CPP made a step towards practical monotonic improving RL by leveraging entropy-regularized RL. However, there is still room for improvement. Since the entropy-regularized policies are Boltzmann, generally the policy interpolation step does not yield another Boltzmann by adding two Boltzmann policies. Hence an information projection step should be performed to project the resultant policy back to the Boltzmann class to retrieve Boltzmann properties. While this projection step can be made perfect in the ideal case, in practice there is an unavoidable projection error. This error if well controlled, could be damaging and significantly degrade the performance. How to remove this error is an interesting future direction.

Another sublety of CPP is on the use of Lemma 3. Lemma 3 states that the maximum KL divergence of a sequence of CVI policies is bounded. However, since we performed interpolation on top of CVI policies, it is hence not clear whether this guarantee continues to hold for the interpolated policy, which renders our use of Lemma 3 heurisitic. As demonstrated by the experimental results, we found such heuristic worked well for the problems studied. We leave the theoretical justification of Lemma 3 on interpolated policies to future work.

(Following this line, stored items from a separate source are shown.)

//! Lexer for the route pattern DSL, built on `logos`.
//!
//! Produces a finite, forward-only `Vec<Token>` terminated by `EndOfInput`.
//! The lexer never aborts on malformed input: a bad run of dashes or a
//! bare `<...>` bracket sequence becomes an `Invalid` token and scanning
//! resumes immediately after it. Rejecting the pattern is the parser's
//! job, not the lexer's.

use argmux_ir::{Span, Token, TokenKind};
use logos::Logos;

/// Raw token alphabet recognized by `logos`.
///
/// Kept separate from [`TokenKind`] so that `logos`'s maximal-munch
/// matching can do the context-sensitive work (`--` alone vs. `--name`)
/// purely through regex specificity, with no hand-written lookahead.
#[derive(Logos, Debug, Clone, PartialEq)]
#[logos(skip r"[ \t]+")]
enum RawToken {
    #[regex(r"[A-Za-z_][A-Za-z_0-9-]*", validate_dash_run)]
    Ident(String),

    // Longer than the bare `--` token below, so logos prefers this whenever
    // an identifier character immediately follows the dashes.
    #[regex(r"--[A-Za-z_][A-Za-z_0-9-]*", |lex| validate_dash_run_from(lex, 2))]
    LongOption(String),

    #[regex(r"-[A-Za-z_][A-Za-z_0-9-]*", |lex| validate_dash_run_from(lex, 1))]
    ShortOption(String),

    #[token("--")]
    EndOfOptions,

    // Any standalone dash-led run that isn't a valid identifier/option is
    // malformed on its own (e.g. a lone `-`).
    #[token("-")]
    LoneDash,

    #[regex(r"<[^\s{}]*", |lex| lex.slice().to_string())]
    AngleRun(String),

    #[token("{")]
    LeftBrace,
    #[token("}")]
    RightBrace,
    #[token(":")]
    Colon,
    #[token("?")]
    Question,
    #[token("*")]
    Asterisk,
    #[token("|")]
    Pipe,
    #[token(",")]
    Comma,
}

/// Validates that a dash-delimited identifier run has no consecutive or
/// trailing dashes: `dry-run` is fine, `dry--run` and `dry-` are not.
///
/// The first segment can never be empty (the regex's leading character
/// class excludes `-`), so an empty segment anywhere in the split can only
/// come from a doubled or trailing dash.
fn is_valid_dash_run(run: &str) -> bool {
    run.split('-').all(|segment| !segment.is_empty())
}

fn validate_dash_run(lex: &mut logos::Lexer<RawToken>) -> Result<String, ()> {
    let slice = lex.slice();
    if is_valid_dash_run(slice) {
        Ok(slice.to_string())
    } else {
        Err(())
    }
}

fn validate_dash_run_from(lex: &mut logos::Lexer<RawToken>, prefix_len: usize) -> Result<String, ()> {
    let slice = &lex.slice()[prefix_len..];
    if is_valid_dash_run(slice) {
        Ok(slice.to_string())
    } else {
        Err(())
    }
}

/// Lex a pattern string into a token stream, terminated by `EndOfInput`.
#[must_use]
pub fn lex(pattern: &str) -> Vec<Token> {
    let mut out = Vec::new();
    let mut logos = RawToken::lexer(pattern);

    while let Some(result) = logos.next() {
        let span: Span = logos.span().into();
        match result {
            Ok(raw) => out.push(Token::new(convert(raw), span)),
            Err(()) => out.push(Token::new(TokenKind::Invalid(logos.slice().to_string()), span)),
        }
    }

    let eof_at = u32::try_from(pattern.len()).unwrap_or(u32::MAX);
    out.push(Token::new(TokenKind::EndOfInput, Span::point(eof_at)));
    out
}

fn convert(raw: RawToken) -> TokenKind {
    match raw {
        RawToken::Ident(name) => TokenKind::Identifier(name),
        RawToken::LongOption(name) => TokenKind::DoubleDash(name),
        RawToken::ShortOption(name) => TokenKind::SingleDash(name),
        RawToken::EndOfOptions => TokenKind::EndOfOptions,
        RawToken::LoneDash => TokenKind::Invalid("-".to_string()),
        RawToken::AngleRun(run) => TokenKind::Invalid(run),
        RawToken::LeftBrace => TokenKind::LeftBrace,
        RawToken::RightBrace => TokenKind::RightBrace,
        RawToken::Colon => TokenKind::Colon,
        RawToken::Question => TokenKind::Question,
        RawToken::Asterisk => TokenKind::Asterisk,
        RawToken::Pipe => TokenKind::Pipe,
        RawToken::Comma => TokenKind::Comma,
    }
}

#[cfg(test)]
#[allow(clippy::unwrap_used, clippy::expect_used)]
mod tests {
    use super::*;
    use pretty_assertions::assert_eq;

    fn kinds(pattern: &str) -> Vec<TokenKind> {
        lex(pattern).into_iter().map(|t| t.kind).collect()
    }

    #[test]
    fn lexes_literal_and_parameter() {
        let tokens = kinds("deploy {env}");
        assert_eq!(
            tokens,
            vec![
                TokenKind::Identifier("deploy".to_string()),
                TokenKind::LeftBrace,
                TokenKind::Identifier("env".to_string()),
                TokenKind::RightBrace,
                TokenKind::EndOfInput,
            ]
        );
    }

    #[test]
    fn lexes_typed_optional_parameter() {
        let tokens = kinds("{tag:int?}");
        assert_eq!(
            tokens,
            vec![
                TokenKind::LeftBrace,
                TokenKind::Identifier("tag".to_string()),
                TokenKind::Colon,
                TokenKind::Identifier("int".to_string()),
                TokenKind::Question,
                TokenKind::RightBrace,
                TokenKind::EndOfInput,
            ]
        );
    }

    #[test]
    fn lexes_catch_all() {
        let tokens = kinds("{*args}");
        assert_eq!(
            tokens,
            vec![
                TokenKind::LeftBrace,
                TokenKind::Asterisk,
                TokenKind::Identifier("args".to_string()),
                TokenKind::RightBrace,
                TokenKind::EndOfInput,
            ]
        );
    }

    #[test]
    fn distinguishes_end_of_options_from_double_dash_option() {
        assert_eq!(
            kinds("exec --"),
            vec![
                TokenKind::Identifier("exec".to_string()),
                TokenKind::EndOfOptions,
                TokenKind::EndOfInput,
            ]
        );
        assert_eq!(
            kinds("--dry-run"),
            vec![
                TokenKind::DoubleDash("dry-run".to_string()),
                TokenKind::EndOfInput,
            ]
        );
    }

    #[test]
    fn lexes_short_option_with_multiple_characters() {
        assert_eq!(
            kinds("-bl"),
            vec![TokenKind::SingleDash("bl".to_string()), TokenKind::EndOfInput]
        );
    }

    #[test]
    fn internal_single_dash_is_a_valid_identifier() {
        assert_eq!(
            kinds("max-count"),
            vec![
                TokenKind::Identifier("max-count".to_string()),
                TokenKind::EndOfInput
            ]
        );
    }

    #[test]
    fn consecutive_dashes_are_invalid() {
        assert_eq!(
            kinds("dry--run"),
            vec![
                TokenKind::Invalid("dry--run".to_string()),
                TokenKind::EndOfInput
            ]
        );
    }

    #[test]
    fn trailing_dash_is_invalid() {
        assert_eq!(
            kinds("dry-"),
            vec![TokenKind::Invalid("dry-".to_string()), TokenKind::EndOfInput]
        );
    }

    #[test]
    fn bare_angle_bracket_sequence_is_invalid() {
        let tokens = kinds("{<name>}");
        assert_eq!(tokens[1], TokenKind::Invalid("<name>".to_string()));
    }

    #[test]
    fn lexer_resumes_after_invalid_token() {
        let tokens = kinds("deploy dry-- {env}");
        assert_eq!(
            tokens,
            vec![
                TokenKind::Identifier("deploy".to_string()),
                TokenKind::Invalid("dry--".to_string()),
                TokenKind::LeftBrace,
                TokenKind::Identifier("env".to_string()),
                TokenKind::RightBrace,
                TokenKind::EndOfInput,
            ]
        );
    }

    #[test]
    fn every_stream_ends_with_end_of_input() {
        for pattern in ["", "deploy", "{x:int}", "---"] {
            let tokens = lex(pattern);
            assert!(matches!(tokens.last().unwrap().kind, TokenKind::EndOfInput));
        }
    }

    #[test]
    fn whitespace_is_discarded_and_never_a_token() {
        let tokens = kinds("  deploy   {env}  ");
        assert!(!tokens
            .iter()
            .any(|k| matches!(k, TokenKind::Identifier(s) if s.trim().is_empty())));
    }

    #[test]
    fn pipe_is_lexed_as_an_ordinary_token() {
        assert_eq!(
            kinds("status | Show status"),
            vec![
                TokenKind::Identifier("status".to_string()),
                TokenKind::Pipe,
                TokenKind::Identifier("Show".to_string()),
                TokenKind::Identifier("status".to_string()),
                TokenKind::EndOfInput,
            ]
        );
    }
}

We believe the application of CPP, i.e., the combination of policy interpolation and entropy-regularization to other state-of-the-art methods is feasible at least within the value iteration scenario. Indeed, CPP performs two regularization: one in the stochastic policy space and the other in the reward function. There are many algorithms share the reward function regularization idea with CPP, which implies the possibility of adding another layer of regularization on top of it. On the other hand, distributional RL methods may also benefit from the interpolation since they output distribution of rewards which renders interpolation straightforward. We leave them to future investigation.

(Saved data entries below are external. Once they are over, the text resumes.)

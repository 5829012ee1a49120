//! Errors raised while parsing a pattern string into a `CompiledRoute`.

use argmux_ir::Span;
use thiserror::Error;

/// A parse error, positioned at the offending span of the *pattern text*
/// (never of `argv` — parsing happens once, at registration time).
#[derive(Error, Debug, Clone, PartialEq, Eq)]
pub enum ParseError {
    /// The lexer produced an `Invalid` token at this position.
    #[error("invalid token `{lexeme}` at {span:?}")]
    InvalidToken { span: Span, lexeme: String },

    /// The parser expected one kind of token and found another.
    #[error("expected {expected} at {span:?}, found {found}")]
    UnexpectedToken {
        span: Span,
        expected: String,
        found: String,
    },

    /// `{*name}` appeared somewhere other than the final positional segment.
    #[error("catch-all parameter `{name}` must be the last positional segment")]
    CatchAllNotLast { span: Span, name: String },

    /// Two option matchers in the same route share a primary or alternate
    /// form.
    #[error("duplicate option `{name}`")]
    DuplicateOption { span: Span, name: String },

    /// The pattern string was empty or contained only whitespace.
    #[error("pattern must not be empty")]
    EmptyPattern,

    /// A `{` was never closed by a matching `}`.
    #[error("unterminated `{{` opened at {span:?}")]
    UnterminatedBrace { span: Span },

    /// A standalone `--` end-of-options marker appeared more than once.
    #[error("`--` end-of-options marker may appear at most once, second at {span:?}")]
    DuplicateEndOfOptions { span: Span },
}

impl ParseError {
    /// The span this error should be reported at, for callers that want to
    /// render their own diagnostics instead of using [`crate::render`].
    #[must_use]
    pub fn span(&self) -> Option<Span> {
        match self {
            ParseError::InvalidToken { span, .. }
            | ParseError::UnexpectedToken { span, .. }
            | ParseError::CatchAllNotLast { span, .. }
            | ParseError::DuplicateOption { span, .. }
            | ParseError::UnterminatedBrace { span }
            | ParseError::DuplicateEndOfOptions { span } => Some(*span),
            ParseError::EmptyPattern => None,
        }
    }
}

We also discuss the relationship between the proposed method and line search. One benefit of CPP (and all CPI-like algorithms) lies in that the interpolated policies naturally guarantee improvement, while in line search one has to deploy unverified policies to the system, which is unacceptable to safety-critical tasks such as industrial process control problems. We refer to Zhu et al. (2022) for a successful application of the CPP interpolation. However, when safety is not of critical importance, line search and interpolation can be rather complementary. Two possible extensions combining both techniques exist: (1) Line search at a regular interval: we can interleave some line search steps during learning to verify that the weight design achieves non-trivial improvment. (2) Line search plus confidence: another possible extension is to measure the confidence of policy improvement at each iteration. When the confidence is low, we could introduce line search to take the role of improvement.

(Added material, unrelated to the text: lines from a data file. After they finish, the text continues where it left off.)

//! Tracing initialization for the demo host.
//!
//! Controlled by environment variables:
//! - `ARGMUX_LOG`: Filter string (`RUST_LOG` syntax). Falls back to `RUST_LOG`.
//! - `ARGMUX_LOG_TREE`: Set to any value to enable hierarchical tree output.
//!
//! When neither `ARGMUX_LOG` nor `RUST_LOG` is set, defaults to `warn` level.

use std::sync::OnceLock;
use tracing_subscriber::{prelude::*, EnvFilter, Registry};

static INIT: OnceLock<()> = OnceLock::new();

/// Initialize the tracing subscriber.
///
/// Safe to call multiple times — only the first call takes effect.
pub fn init() {
    INIT.get_or_init(|| {
        let filter = EnvFilter::try_from_env("ARGMUX_LOG")
            .or_else(|_| EnvFilter::try_from_env("RUST_LOG"))
            .unwrap_or_else(|_| EnvFilter::new("warn"));

        let use_tree = std::env::var("ARGMUX_LOG_TREE").is_ok();

        if use_tree {
            Registry::default()
                .with(
                    tracing_tree::HierarchicalLayer::new(2)
                        .with_targets(true)
                        .with_indent_lines(true)
                        .with_deferred_spans(true)
                        .with_bracketed_fields(true)
                        .with_writer(std::io::stderr),
                )
                .with(filter)
                .init();
        } else {
            Registry::default()
                .with(
                    tracing_subscriber::fmt::layer()
                        .with_target(true)
                        .with_writer(std::io::stderr)
                        .compact(),
                )
                .with(filter)
                .init();
        }
    });
}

Finally, another interesting future direction is to extend CPP to the actor-critic setting that can handle continuous action spaces. Though both CPI-based and entropy-regularized concepts have been respectively applied in actor-critic algorithms, there has not seen published results showing featuring this combination. We expect that the combination could greatly alleviate the policy oscillation phenomenon in complicated continuous action control domain such as Mujoco environments.

7 Conclusion

In this paper we proposed a novel RL algorithm: cautious policy programming that leveraged a novel entropy regularization aware lower bound for monotonic policy improvement. The key ingredients of the CPP is the seminal policy interpolation and entropy-regularized policies. Based on this combination, we proposed a genre of novel RL algorithms that can effectively trade off learning speed and stability, especially inhibiting the policy oscillation problem that arises frequently in RL applications. We demonstrated the effectiveness of CPP against existing state-of-the-art algorithms on simple to challenging environments, in which CPP achieved performance consistent with the theory.